Three projects to help extend main quadrangles, connect campus
The pedestrian flow and green spaces of the University’s main quadrangles will extend east to Woodlawn Avenue and west past Ellis Avenue, through three projects that will create a central connection across the campus and enhance accessibility.
To the east, as part of the adaptive reuse project at 5757 S. University Ave., the block of 58th Street between Woodlawn and University avenues will be transformed into a pedestrian pathway with the look and feel of the main quadrangles.
To the west, a new pathway will be created this summer where 58th Street now dead-ends, removing existing obstacles and opening up the pathway to the Crerar Quadrangle.

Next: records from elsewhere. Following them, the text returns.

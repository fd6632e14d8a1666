//! Package - one compilation unit and its memoized derived state.
//!
//! A [`Package`] wraps the [`PackageMetadata`] returned by an import
//! resolver. It is created once per normalized import path by the
//! [`PackageResolver`](crate::resolver::PackageResolver) and afterwards only
//! its derived caches (dependency list and the three fingerprints) are
//! populated, each exactly once.

use std::fmt;
use std::hash::{Hash, Hasher};
use std::path::{Path, PathBuf};
use std::sync::Arc;

use crate::builder::fingerprint::Fingerprint;
use crate::resolver::ResolveError;
use crate::util::Memo;

/// The pseudo-import used by cgo. It never names a real package.
pub const CGO_IMPORT: &str = "C";

/// Package clause name of command (executable) packages.
pub const COMMAND_NAME: &str = "main";

/// Source files of a package, grouped by category.
///
/// All names are relative to the package directory.
#[derive(Debug, Clone, Default, PartialEq, Eq)]
pub struct SourceFiles {
    /// Primary sources, excluding tests and cgo sources
    pub sources: Vec<String>,
    /// Primary sources that import "C"
    pub cgo_sources: Vec<String>,
    pub c_sources: Vec<String>,
    pub cxx_sources: Vec<String>,
    pub objc_sources: Vec<String>,
    pub headers: Vec<String>,
    pub asm_sources: Vec<String>,
    pub swig_sources: Vec<String>,
    pub swig_cxx_sources: Vec<String>,
    /// Prebuilt object files linked into the package
    pub object_files: Vec<String>,
    /// In-package test sources
    pub test_sources: Vec<String>,
    /// External (`_test` package) test sources
    pub xtest_sources: Vec<String>,
}

impl SourceFiles {
    /// Files that make up the compiled package, in fingerprint order.
    pub fn build_inputs(&self) -> Vec<&str> {
        [
            &self.sources,
            &self.cgo_sources,
            &self.c_sources,
            &self.cxx_sources,
            &self.objc_sources,
            &self.headers,
            &self.asm_sources,
            &self.swig_sources,
            &self.swig_cxx_sources,
            &self.object_files,
        ]
        .into_iter()
        .flatten()
        .map(String::as_str)
        .collect()
    }

    /// Test and external-test sources, in fingerprint order.
    pub fn test_inputs(&self) -> Vec<&str> {
        self.test_sources
            .iter()
            .chain(&self.xtest_sources)
            .map(String::as_str)
            .collect()
    }

    /// Files checked by the linter.
    pub fn lint_inputs(&self, include_tests: bool) -> Vec<&str> {
        let mut files = self.build_inputs();
        if include_tests {
            files.extend(self.test_inputs());
        }
        files
    }

    /// Files that may carry generate directives.
    pub fn generate_candidates(&self) -> impl Iterator<Item = &str> {
        self.sources
            .iter()
            .chain(&self.cgo_sources)
            .map(String::as_str)
    }

    /// Check whether the package has no files at all.
    pub fn is_empty(&self) -> bool {
        self.build_inputs().is_empty() && self.test_inputs().is_empty()
    }
}

/// Everything an import resolver knows about a package.
#[derive(Debug, Clone, Default, PartialEq, Eq)]
pub struct PackageMetadata {
    /// Resolved import path (may include a vendor prefix)
    pub import_path: String,

    /// Package clause name; `main` for commands
    pub name: String,

    /// Directory holding the sources
    pub dir: PathBuf,

    /// Source root the package was found under
    pub root: Option<PathBuf>,

    /// Whether this package belongs to the standard library
    pub standard: bool,

    /// Categorized source files
    pub files: SourceFiles,

    /// Imports of the non-test sources
    pub imports: Vec<String>,

    /// Imports of the in-package test sources
    pub test_imports: Vec<String>,

    /// Imports of the external test sources
    pub xtest_imports: Vec<String>,
}

impl PackageMetadata {
    /// Check if this package builds an executable.
    pub fn is_command(&self) -> bool {
        self.name == COMMAND_NAME
    }

    /// Last element of the import path.
    pub fn base_name(&self) -> &str {
        self.import_path
            .rsplit('/')
            .next()
            .unwrap_or(&self.import_path)
    }
}

/// Check if an import path goes through a `vendor` directory.
pub fn is_vendored_path(import_path: &str) -> bool {
    import_path.starts_with("vendor/") || import_path.contains("/vendor/")
}

/// A resolved package with its memoized derived state.
pub struct Package {
    meta: PackageMetadata,

    vendored: bool,

    include_test_imports: bool,

    pub(crate) deps: Memo<Result<Vec<Arc<Package>>, ResolveError>>,
    pub(crate) build_fingerprint: Memo<Fingerprint>,
    pub(crate) test_fingerprint: Memo<Fingerprint>,
    pub(crate) lint_fingerprint: Memo<Fingerprint>,
}

impl Package {
    /// Create a package record.
    ///
    /// Vendored packages never follow test imports, whatever the caller asks.
    pub fn new(meta: PackageMetadata, include_test_imports: bool) -> Self {
        let vendored = is_vendored_path(&meta.import_path);

        Package {
            meta,
            vendored,
            include_test_imports: include_test_imports && !vendored,
            deps: Memo::new(),
            build_fingerprint: Memo::new(),
            test_fingerprint: Memo::new(),
            lint_fingerprint: Memo::new(),
        }
    }

    /// Get the resolver metadata.
    pub fn metadata(&self) -> &PackageMetadata {
        &self.meta
    }

    /// Get the import path.
    pub fn import_path(&self) -> &str {
        &self.meta.import_path
    }

    /// Get the package clause name.
    pub fn name(&self) -> &str {
        &self.meta.name
    }

    /// Get the package directory.
    pub fn dir(&self) -> &Path {
        &self.meta.dir
    }

    /// Get the categorized source files.
    pub fn files(&self) -> &SourceFiles {
        &self.meta.files
    }

    /// Imports of the non-test sources.
    pub fn imports(&self) -> &[String] {
        &self.meta.imports
    }

    /// Imports of the in-package tests.
    pub fn test_imports(&self) -> &[String] {
        &self.meta.test_imports
    }

    /// Imports of the external tests.
    pub fn xtest_imports(&self) -> &[String] {
        &self.meta.xtest_imports
    }

    /// Check if the package is a command.
    pub fn is_command(&self) -> bool {
        self.meta.is_command()
    }

    /// Check if the package is part of the standard library.
    pub fn is_standard(&self) -> bool {
        self.meta.standard
    }

    /// Check if the package was reached through a vendor directory.
    pub fn is_vendored(&self) -> bool {
        self.vendored
    }

    /// Whether the dependency closure follows test imports.
    pub fn includes_test_imports(&self) -> bool {
        self.include_test_imports
    }

    /// Imports followed when computing the dependency closure.
    pub fn followed_imports(&self) -> impl Iterator<Item = &str> {
        let tests: &[String] = if self.include_test_imports {
            &self.meta.test_imports
        } else {
            &[]
        };
        let xtests: &[String] = if self.include_test_imports {
            &self.meta.xtest_imports
        } else {
            &[]
        };

        self.meta
            .imports
            .iter()
            .chain(tests)
            .chain(xtests)
            .map(String::as_str)
    }
}

impl fmt::Debug for Package {
    fn fmt(&self, f: &mut fmt::Formatter<'_>) -> fmt::Result {
        f.debug_struct("Package")
            .field("import_path", &self.meta.import_path)
            .field("dir", &self.meta.dir)
            .field("vendored", &self.vendored)
            .field("include_test_imports", &self.include_test_imports)
            .finish()
    }
}

impl fmt::Display for Package {
    fn fmt(&self, f: &mut fmt::Formatter<'_>) -> fmt::Result {
        write!(f, "{}", self.meta.import_path)
    }
}

impl PartialEq for Package {
    fn eq(&self, other: &Self) -> bool {
        self.meta.import_path == other.meta.import_path
    }
}

impl Eq for Package {}

impl Hash for Package {
    fn hash<H: Hasher>(&self, state: &mut H) {
        self.meta.import_path.hash(state);
    }
}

The east-west connection will be made complete with the creation of a new, open-air portal through the Administration Building that will join the main quadrangles with the science quadrangles and the medical campus.
The projects are designed to enhance the pedestrian experience, making it safer and more pleasant, encouraging informal encounters among faculty, students, staff and visitors, and improving accessibility.
“The outdoor spaces on campus can be as important as the indoor spaces,” said Steve Wiesenthal, University Architect and Associate Vice President for Facilities Services. “Like the Midway Crossings, these projects will connect parts of campus that have felt distant from each other because of features of our buildings and landscape. They will contribute to our sense of community and the integrated nature of the University.”
A first phase of the project will include construction of new ramps that will improve access to the Administration Building and along the pedestrian path for people of all physical abilities. Enabling work for the ramps will begin immediately.
Current access to the Administration Building will remain open and unchanged until June 17, the day after Spring Quarter Convocation. Through the summer, as the closed lobby on the first floor is opened to allow easier passage through the building, access to the building will be rerouted on a temporary basis—more information on temporary access will be available at http://facilities.uchicago.edu/construction/map.shtml.
Wiesenthal said planning is under way to mitigate temporary displacements due to construction, and that full access will be restored by fall.